» **What you should do**
Copy every line of the data that includes the string "http".

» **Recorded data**
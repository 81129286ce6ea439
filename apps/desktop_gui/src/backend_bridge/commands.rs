//! Backend commands queued from UI to backend worker.

use std::path::PathBuf;

use client_core::{navigation::Section, services::ReportKind};
use shared::protocol::EntityKind;

#[derive(Debug, Clone)]
pub enum BackendCommand {
    RestoreSession,
    Login {
        email: String,
        password: String,
    },
    Logout,
    LoadDashboard,
    LoadSection(Section),
    /// Creates a record when `id` is `None`, otherwise patches it.
    SaveRecord {
        section: Section,
        id: Option<i64>,
        payload: serde_json::Value,
    },
    DeleteRecord {
        section: Section,
        id: i64,
    },
    AnalyzeTransition {
        kind: EntityKind,
        id: i64,
        target: String,
        reason: Option<String>,
    },
    ExecuteTransition {
        kind: EntityKind,
        id: i64,
        target: String,
        reason: Option<String>,
    },
    DownloadReport {
        kind: ReportKind,
        target: PathBuf,
    },
}
use reqwest::{header, Client, Method, RequestBuilder, Response};
use serde::{de::DeserializeOwned, Deserialize, Serialize};
use tokio::sync::RwLock;
use tracing::{debug, warn};

use crate::{
    error::{ClientError, ClientResult},
    settings::Settings,
};

pub const API_PREFIX: &str = "/api/v1";

/// Path builder for the backend's per-resource route convention.
#[derive(Debug, Clone, Copy, PartialEq, Eq)]
pub struct ResourcePath {
    resource: &'static str,
}

impl ResourcePath {
    pub const fn new(resource: &'static str) -> Self {
        Self { resource }
    }

    pub fn resource(&self) -> &'static str {
        self.resource
    }

    pub fn list(&self) -> String {
        format!("{API_PREFIX}/{}/obtener", self.resource)
    }

    pub fn item(&self, id: i64) -> String {
        format!("{API_PREFIX}/{}/obtener/{id}", self.resource)
    }

    pub fn create(&self) -> String {
        format!("{API_PREFIX}/{}/crear", self.resource)
    }

    pub fn update(&self, id: i64) -> String {
        format!("{API_PREFIX}/{}/actualizar/{id}", self.resource)
    }

    pub fn delete(&self, id: i64) -> String {
        format!("{API_PREFIX}/{}/eliminar/{id}", self.resource)
    }

    pub fn analyze_transition(&self, id: i64) -> String {
        format!("{API_PREFIX}/{}/{id}/analizar-transicion", self.resource)
    }

    pub fn execute_transition(&self, id: i64) -> String {
        format!("{API_PREFIX}/{}/{id}/ejecutar-transicion", self.resource)
    }
}

/// Some endpoints wrap their payload in `{"data": ...}`.
#[derive(Deserialize)]
#[serde(untagged)]
enum Envelope<T> {
    Bare(T),
    Wrapped { data: T },
}

impl<T> Envelope<T> {
    fn into_inner(self) -> T {
        match self {
            Envelope::Bare(value) | Envelope::Wrapped { data: value } => value,
        }
    }
}

/// Raw response body of a binary download (reports).
#[derive(Debug, Clone)]
pub struct Blob {
    pub bytes: Vec<u8>,
    pub content_type: Option<String>,
    pub filename: Option<String>,
}

pub struct ApiClient {
    http: Client,
    base_url: String,
    token: RwLock<Option<String>>,
}

impl ApiClient {
    pub fn new(settings: &Settings) -> ClientResult<Self> {
        let http = Client::builder()
            .timeout(settings.request_timeout())
            .build()?;
        Ok(Self {
            http,
            base_url: settings.api_base_url.trim_end_matches('/').to_string(),
            token: RwLock::new(None),
        })
    }

    pub fn base_url(&self) -> &str {
        &self.base_url
    }

    pub async fn set_token(&self, token: Option<String>) {
        *self.token.write().await = token;
    }

    pub async fn has_token(&self) -> bool {
        self.token.read().await.is_some()
    }

    fn url(&self, path: &str) -> String {
        format!("{}{}", self.base_url, path)
    }

    async fn request(&self, method: Method, path: &str) -> RequestBuilder {
        debug!(%method, path, "api request");
        let builder = self.http.request(method, self.url(path));
        match self.token.read().await.as_deref() {
            Some(token) => builder.bearer_auth(token),
            None => builder,
        }
    }

    async fn send(&self, builder: RequestBuilder, path: &str) -> ClientResult<Response> {
        let response = builder.send().await?;
        let status = response.status();
        if status.is_success() {
            return Ok(response);
        }
        let body = match response.text().await {
            Ok(body) => body,
            Err(err) => {
                debug!(status = status.as_u16(), path, "error body unreadable: {err}");
                String::new()
            }
        };
        let err = ClientError::from_response(status, &body);
        warn!(status = status.as_u16(), path, "api request failed: {err}");
        Err(err)
    }

    async fn decode<T: DeserializeOwned>(response: Response, path: &str) -> ClientResult<T> {
        let bytes = response.bytes().await?;
        serde_json::from_slice::<Envelope<T>>(&bytes)
            .map(Envelope::into_inner)
            .map_err(|err| ClientError::Decode(format!("{path}: {err}")))
    }

    pub async fn get_json<T: DeserializeOwned>(&self, path: &str) -> ClientResult<T> {
        let builder = self.request(Method::GET, path).await;
        let response = self.send(builder, path).await?;
        Self::decode(response, path).await
    }

    pub async fn post_json<B, T>(&self, path: &str, body: &B) -> ClientResult<T>
    where
        B: Serialize + ?Sized + Sync,
        T: DeserializeOwned,
    {
        let builder = self.request(Method::POST, path).await.json(body);
        let response = self.send(builder, path).await?;
        Self::decode(response, path).await
    }

    pub async fn put_json<B, T>(&self, path: &str, body: &B) -> ClientResult<T>
    where
        B: Serialize + ?Sized + Sync,
        T: DeserializeOwned,
    {
        let builder = self.request(Method::PUT, path).await.json(body);
        let response = self.send(builder, path).await?;
        Self::decode(response, path).await
    }

    pub async fn delete(&self, path: &str) -> ClientResult<()> {
        let builder = self.request(Method::DELETE, path).await;
        self.send(builder, path).await?;
        Ok(())
    }

    pub async fn get_bytes(&self, path: &str, query: &[(&str, String)]) -> ClientResult<Blob> {
        let builder = self.request(Method::GET, path).await.query(query);
        let response = self.send(builder, path).await?;
        let headers = response.headers();
        let content_type = headers
            .get(header::CONTENT_TYPE)
            .and_then(|v| v.to_str().ok())
            .map(str::to_string);
        let filename = headers
            .get(header::CONTENT_DISPOSITION)
            .and_then(|v| v.to_str().ok())
            .and_then(filename_from_disposition);
        let bytes = response.bytes().await?.to_vec();
        Ok(Blob {
            bytes,
            content_type,
            filename,
        })
    }
}

fn filename_from_disposition(value: &str) -> Option<String> {
    value.split(';').map(str::trim).find_map(|part| {
        let (key, raw) = part.split_once('=')?;
        if !key.trim().eq_ignore_ascii_case("filename") {
            return None;
        }
        bare_filename(raw.trim().trim_matches('"'))
    })
}

/// Last path component of a server-suggested name. Directory parts are
/// dropped so the name can only ever land inside the caller's directory.
pub(crate) fn bare_filename(name: &str) -> Option<String> {
    let name = name.rsplit(['/', '\\']).next()?.trim();
    match name {
        "" | "." | ".." => None,
        name => Some(name.to_string()),
    }
}
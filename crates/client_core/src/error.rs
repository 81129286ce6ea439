use reqwest::StatusCode;
use shared::error::ApiError;
use thiserror::Error;

const MAX_RAW_BODY_CHARS: usize = 240;

#[derive(Debug, Error)]
pub enum ClientError {
    #[error("invalid configuration: {0}")]
    Config(String),
    #[error("invalid input: {0}")]
    Validation(String),
    #[error("not signed in")]
    NotAuthenticated,
    #[error("session expired; sign in again")]
    SessionExpired,
    #[error("unauthorized: {0}")]
    Unauthorized(String),
    #[error("forbidden: {0}")]
    Forbidden(String),
    #[error("not found: {0}")]
    NotFound(String),
    #[error("request rejected ({status}): {message}")]
    Rejected { status: u16, message: String },
    #[error("server error ({status}): {message}")]
    Server { status: u16, message: String },
    #[error("transport error: {0}")]
    Transport(#[from] reqwest::Error),
    #[error("malformed response: {0}")]
    Decode(String),
    #[error("io error: {0}")]
    Io(#[from] std::io::Error),
    #[error("session store error: {0}")]
    Session(String),
}

pub type ClientResult<T> = Result<T, ClientError>;

impl ClientError {
    /// Builds the error for a non-success response from its status and raw
    /// body. JSON error bodies are unwrapped to their message.
    pub fn from_response(status: StatusCode, body: &str) -> Self {
        let message = error_message_from_body(status, body);
        match status {
            StatusCode::UNAUTHORIZED => ClientError::Unauthorized(message),
            StatusCode::FORBIDDEN => ClientError::Forbidden(message),
            StatusCode::NOT_FOUND => ClientError::NotFound(message),
            s if s.is_server_error() => ClientError::Server {
                status: s.as_u16(),
                message,
            },
            s => ClientError::Rejected {
                status: s.as_u16(),
                message,
            },
        }
    }

    pub fn requires_reauth(&self) -> bool {
        matches!(
            self,
            ClientError::NotAuthenticated
                | ClientError::SessionExpired
                | ClientError::Unauthorized(_)
        )
    }

    pub fn status(&self) -> Option<u16> {
        match self {
            ClientError::Unauthorized(_) => Some(401),
            ClientError::Forbidden(_) => Some(403),
            ClientError::NotFound(_) => Some(404),
            ClientError::Rejected { status, .. } | ClientError::Server { status, .. } => {
                Some(*status)
            }
            ClientError::Transport(err) => err.status().map(|s| s.as_u16()),
            _ => None,
        }
    }
}

fn error_message_from_body(status: StatusCode, body: &str) -> String {
    let trimmed = body.trim();
    if let Ok(api_error) = serde_json::from_str::<ApiError>(trimmed) {
        if !api_error.message.trim().is_empty() {
            return api_error.message;
        }
    }
    if trimmed.is_empty() {
        return status
            .canonical_reason()
            .unwrap_or("unexpected status")
            .to_string();
    }
    let mut raw: String = trimmed.chars().take(MAX_RAW_BODY_CHARS).collect();
    if trimmed.chars().count() > MAX_RAW_BODY_CHARS {
        raw.push('…');
    }
    raw
}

» **Final answer**
    http: Client,
        let http = Client::builder()
            http,
        let builder = self.http.request(method, self.url(path));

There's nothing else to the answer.